We also got new Maxxis Chronicle (3.0) tyres to replace the Bontrager Chupacabras we’ve had on the front of the bikes since San Diego. The Chupacabras far exceeded our expectations of durability and have been awesome, but are unavailable in 29in at the moment. Moving to the Chronicles has been even better though – we prefer the profile of the tyre (smoother curve – better traction/turning) and the tread runs smoothly and quietly when we are on pavement.

It was great to get a parcel from Kathmandu also, who supply us with clothing (I love their Aklo Shorts as my do it all biking/hiking shorts) and other accessories.Catching the chicken bus back from Chichicastenango after our Cuchumatanes side trip an unfortunately rough and aggressive cargo handler snapped Hana’s carbon seatpost clean off while hefting the bike onto the roof of the bus.
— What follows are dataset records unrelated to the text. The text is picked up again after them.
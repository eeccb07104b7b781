//! Structured events emitted by the scheduler on every lifecycle change.
//!
//! Consumers subscribe to the broadcast channel to build dashboards,
//! alerting, or logs. A slow subscriber lags and skips events; it never
//! blocks the scheduler.

use std::sync::atomic::{AtomicU64, Ordering};

use chrono::{DateTime, Utc};
use serde::{Deserialize, Serialize};
use tokio::sync::broadcast;
use tracing::{debug, info, warn};

use crate::model::Item;
use crate::store::EvictReason;

/// A structured event emitted by the scheduler.
#[derive(Debug, Clone, Serialize, Deserialize)]
pub struct Event {
    /// Monotonic sequence number. Consumers can detect gaps.
    pub seq: u64,
    /// When this event occurred.
    pub timestamp: DateTime<Utc>,
    /// What happened.
    pub kind: EventKind,
}

/// Item payloads are snapshots taken at the moment of the transition.
#[derive(Debug, Clone, Serialize, Deserialize)]
#[serde(tag = "type", rename_all = "snake_case")]
pub enum EventKind {
    ItemAdded { queue_name: String, item: Item },
    ItemCompleted { queue_name: String, item: Item },
    ItemRetry { queue_name: String, item: Item },
    ItemFailed { queue_name: String, item: Item },
    ItemEvicted {
        queue_name: String,
        item: Item,
        reason: EvictReason,
    },
    ProcessorRegistered { queue_name: String },
}

impl EventKind {
    pub fn queue_name(&self) -> &str {
        match self {
            EventKind::ItemAdded { queue_name, .. }
            | EventKind::ItemCompleted { queue_name, .. }
            | EventKind::ItemRetry { queue_name, .. }
            | EventKind::ItemFailed { queue_name, .. }
            | EventKind::ItemEvicted { queue_name, .. }
            | EventKind::ProcessorRegistered { queue_name } => queue_name,
        }
    }

    pub fn item(&self) -> Option<&Item> {
        match self {
            EventKind::ItemAdded { item, .. }
            | EventKind::ItemCompleted { item, .. }
            | EventKind::ItemRetry { item, .. }
            | EventKind::ItemFailed { item, .. }
            | EventKind::ItemEvicted { item, .. } => Some(item),
            EventKind::ProcessorRegistered { .. } => None,
        }
    }

    /// Short name, matching the serialized `type` tag.
    pub fn name(&self) -> &'static str {
        match self {
            EventKind::ItemAdded { .. } => "item_added",
            EventKind::ItemCompleted { .. } => "item_completed",
            EventKind::ItemRetry { .. } => "item_retry",
            EventKind::ItemFailed { .. } => "item_failed",
            EventKind::ItemEvicted { .. } => "item_evicted",
            EventKind::ProcessorRegistered { .. } => "processor_registered",
        }
    }

    /// Completed or failed: the item will not be dispatched again.
    pub fn is_settlement(&self) -> bool {
        matches!(
            self,
            EventKind::ItemCompleted { .. } | EventKind::ItemFailed { .. }
        )
    }
}

/// Fan-out for scheduler events.
pub(crate) struct EventBus {
    tx: broadcast::Sender<Event>,
    seq: AtomicU64,
}

impl EventBus {
    pub(crate) fn new(capacity: usize) -> Self {
        let (tx, _) = broadcast::channel(capacity);
        Self {
            tx,
            seq: AtomicU64::new(0),
        }
    }

    pub(crate) fn subscribe(&self) -> broadcast::Receiver<Event> {
        self.tx.subscribe()
    }

    pub(crate) fn emit(&self, kind: EventKind) {
        let event = Event {
            seq: self.seq.fetch_add(1, Ordering::Relaxed) + 1,
            timestamp: Utc::now(),
            kind,
        };
        // No subscribers is fine.
        let _ = self.tx.send(event);
    }
}

/// Log every event from `rx` until the scheduler goes away.
pub async fn log_events(mut rx: broadcast::Receiver<Event>) {
    loop {
        match rx.recv().await {
            Ok(event) => log_event(&event),
            Err(broadcast::error::RecvError::Lagged(skipped)) => {
                warn!(skipped, "event logger lagging, events dropped");
            }
            Err(broadcast::error::RecvError::Closed) => {
                debug!("event channel closed");
                return;
            }
        }
    }
}

fn log_event(event: &Event) {
    let queue = event.kind.queue_name();
    match &event.kind {
        EventKind::ProcessorRegistered { .. } => {
            info!(seq = event.seq, queue, "processor registered");
        }
        EventKind::ItemFailed { item, .. } => {
            let error = item.last_error.as_ref().map(ToString::to_string);
            warn!(
                seq = event.seq,
                queue,
                item_id = %item.id,
                attempts = item.attempts,
                error = error.as_deref().unwrap_or(""),
                "item failed"
            );
        }
        EventKind::ItemEvicted { item, reason, .. } => {
            if item.status.is_terminal() {
                debug!(seq = event.seq, queue, item_id = %item.id, ?reason, "item evicted");
            } else {
                warn!(
                    seq = event.seq,
                    queue,
                    item_id = %item.id,
                    status = %item.status,
                    "unresolved item evicted by age"
                );
            }
        }
        kind => {
            if let Some(item) = kind.item() {
                info!(
                    seq = event.seq,
                    queue,
                    item_id = %item.id,
                    attempts = item.attempts,
                    "{}",
                    kind.name()
                );
            }
        }
    }
}
//! Logging and OpenTelemetry setup.
//!
//! Always installs a `tracing-subscriber` fmt layer filtered by
//! `RUST_LOG` (or the configured default level). If an OTLP endpoint is
//! configured, traces, metrics, and logs are exported there as well.

pub mod dispatch;
pub mod metrics;

use opentelemetry_sdk::logs::SdkLoggerProvider;
use opentelemetry_sdk::metrics::SdkMeterProvider;
use opentelemetry_sdk::trace::SdkTracerProvider;

use crate::config::Config;
use crate::error::{Error, Result};

/// Configuration for telemetry initialization.
#[derive(Debug, Clone)]
pub struct TelemetryConfig {
    /// Optional OTLP endpoint (e.g. "http://localhost:4317").
    /// When `None`, only the local fmt layer is installed.
    pub endpoint: Option<String>,
    /// The service name reported in telemetry signals.
    pub service_name: String,
    /// Filter directive used when `RUST_LOG` is unset.
    pub default_level: String,
}

impl TelemetryConfig {
    pub fn from_config(config: &Config, service_name: impl Into<String>) -> Self {
        Self {
            endpoint: config.otel_endpoint.clone(),
            service_name: service_name.into(),
            default_level: config.log_level.clone(),
        }
    }
}

/// Guard that shuts down OTel providers on drop.
///
/// Must be held for the lifetime of the application.
pub struct TelemetryGuard {
    pipelines: Option<Pipelines>,
}

struct Pipelines {
    tracer: SdkTracerProvider,
    meter: SdkMeterProvider,
    logger: SdkLoggerProvider,
}

impl TelemetryGuard {
    /// Force-flush all telemetry pipelines.
    pub fn force_flush(&self) {
        if let Some(p) = &self.pipelines {
            let _ = p.tracer.force_flush();
            let _ = p.meter.force_flush();
            let _ = p.logger.force_flush();
        }
    }

    /// Whether OTLP export is active.
    pub fn is_exporting(&self) -> bool {
        self.pipelines.is_some()
    }
}

impl Drop for TelemetryGuard {
    fn drop(&mut self) {
        if let Some(p) = self.pipelines.take() {
            let _ = p.logger.shutdown();
            let _ = p.meter.shutdown();
            let _ = p.tracer.shutdown();
        }
    }
}

/// Initialize the global tracing subscriber (and OTel export if configured).
///
/// # Errors
///
/// Returns an error if an OTLP exporter fails to build or a global
/// subscriber was already installed.
pub fn init_telemetry(config: TelemetryConfig) -> Result<TelemetryGuard> {
    use opentelemetry::trace::TracerProvider as _;
    use tracing_subscriber::EnvFilter;
    use tracing_subscriber::layer::SubscriberExt as _;
    use tracing_subscriber::util::SubscriberInitExt as _;

    let env_filter = EnvFilter::try_from_default_env()
        .unwrap_or_else(|_| EnvFilter::new(&config.default_level));

    let Some(endpoint) = config.endpoint else {
        tracing_subscriber::registry()
            .with(env_filter)
            .with(tracing_subscriber::fmt::layer())
            .try_init()
            .map_err(|e| Error::Other(format!("failed to init tracing subscriber: {e}")))?;
        return Ok(TelemetryGuard { pipelines: None });
    };

    let pipelines = build_pipelines(&endpoint, config.service_name)?;

    opentelemetry::global::set_meter_provider(pipelines.meter.clone());

    let otel_trace_layer =
        tracing_opentelemetry::layer().with_tracer(pipelines.tracer.tracer("laneq"));
    let otel_log_layer =
        opentelemetry_appender_tracing::layer::OpenTelemetryTracingBridge::new(&pipelines.logger);

    tracing_subscriber::registry()
        .with(env_filter)
        .with(tracing_subscriber::fmt::layer().compact())
        .with(otel_trace_layer)
        .with(otel_log_layer)
        .try_init()
        .map_err(|e| Error::Other(format!("failed to init tracing subscriber: {e}")))?;

    Ok(TelemetryGuard {
        pipelines: Some(pipelines),
    })
}

fn build_pipelines(endpoint: &str, service_name: String) -> Result<Pipelines> {
    use opentelemetry_otlp::WithExportConfig as _;

    let resource = opentelemetry_sdk::Resource::builder()
        .with_service_name(service_name)
        .build();

    let span_exporter = opentelemetry_otlp::SpanExporter::builder()
        .with_tonic()
        .with_endpoint(endpoint)
        .build()
        .map_err(|e| Error::Other(format!("failed to create OTLP span exporter: {e}")))?;
    let tracer = SdkTracerProvider::builder()
        .with_batch_exporter(span_exporter)
        .with_resource(resource.clone())
        .build();

    let metric_exporter = opentelemetry_otlp::MetricExporter::builder()
        .with_tonic()
        .with_endpoint(endpoint)
        .build()
        .map_err(|e| Error::Other(format!("failed to create OTLP metric exporter: {e}")))?;
    let meter = SdkMeterProvider::builder()
        .with_periodic_exporter(metric_exporter)
        .with_resource(resource.clone())
        .build();

    let log_exporter = opentelemetry_otlp::LogExporter::builder()
        .with_tonic()
        .with_endpoint(endpoint)
        .build()
        .map_err(|e| Error::Other(format!("failed to create OTLP log exporter: {e}")))?;
    let logger = SdkLoggerProvider::builder()
        .with_batch_exporter(log_exporter)
        .with_resource(resource)
        .build();

    Ok(Pipelines {
        tracer,
        meter,
        logger,
    })
}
It took us a few days to track down a replacement (unfortunately cheap and heavy) from a store in Guatemala city, who sent it to Antigua for us.

We got a bit of other maintenance done too, including headset bearings, new cables and pedals greased. All taken care of by the mechanics at Old Town Outfitters, who we highly recommend. The staff in their central Antigua store speak English too which made things super easy!

In other maintenance I had two teeth crowns done here too (for a fraction of the cost back home).

Antigua-based Old Town Outfitters employee Brendan James (@picsporadic) has been super helpful for all things Guatemala and mountain biking and it was a pleasure sharing many beers and burritos with him while we gleaned info and chatted about past adventures. Thanks Brendan!

Old Town Outfitters run a early morning group ride a once a week which we both went on, but we also got out one weekend for a longer ride. There’s a lot of riding around Antigua and more being explored, and much of it on singletrack. We searched RidewithGPS to see what people had ridden in the area and to get ideas.

At present we’re on the north coast of Honduras, back into the lowland jungle and humidity and looking forward to seeing the coast line as we head to Trujillo and the south towards Nicaragua. More soon!